The second is Clinton’s gender and age. If Bush, Walker or Christie went through the same week as Clinton just did, they would all be dealing with significant media blowback. But would so much of the commentary refer to them as ‘tired‘? This shouldn’t play a major role in the 2016 contest. Neither should Christie’s weight nor the past struggles of Bush’s wife. But in an era where presidential candidates are marketed like dishwasher soap (down to the font of the ‘H’ in the pending Hillary 2016 logo), it’s still a problem for her, just as anti-Mormon bias was a problem for Republican presidential nominee Mitt Romney in 2012. Tyler Cowen at Marginal Revolution summarizes the challenge for Clinton elegantly:
Women are judged far more by their looks than are men, and Hillary’s are not right for the presidency. She doesn’t seem composed enough, schoolmarmish enough a’ la Thatcher, and frankly many men, when they see her in their mind’s eye, imagine a voice saying “Look here, buster…!” Her hair is not properly ordered for the Executive Office, and I suspect many Americans want for their first female President to appear somewhat ageless. I am not suggesting any of this is fair or even an efficient form of Bayesian statistical discrimination, but it is a reality.

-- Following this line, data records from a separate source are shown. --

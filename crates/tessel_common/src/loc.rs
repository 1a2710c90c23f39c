//! Source locations reported by the front end.

use serde::{Deserialize, Serialize};
use std::fmt;

/// A `file:line` location attached to front-end objects and diagnostics.
#[derive(Clone, PartialEq, Eq, Hash, Debug, Serialize, Deserialize)]
pub struct SourceLoc {
    /// The source file name as reported by the front end.
    pub file: String,
    /// The 1-based line number.
    pub line: u32,
}

impl SourceLoc {
    /// Creates a new location.
    pub fn new(file: impl Into<String>, line: u32) -> Self {
        Self {
            file: file.into(),
            line,
        }
    }
}

impl fmt::Display for SourceLoc {
    fn fmt(&self, f: &mut fmt::Formatter<'_>) -> fmt::Result {
        write!(f, "{}:{}", self.file, self.line)
    }
}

O’Malley is more than competent to step up in the event that Clinton falters or, though it seems implausible now, Democratic primary voters end up having second (or third?) thoughts about the idea of a Clinton restoration. That might be especially true by 2016, when Democratic and general voters alike look back at the Obama administration with less animosity and as job growth, exports and GDP growth are all expected to rise.
* NOTE: This piece originally indicated that Maryland’s online exchange rolled out more smoothly than the federal government, a characterization that I now believe is inaccurate.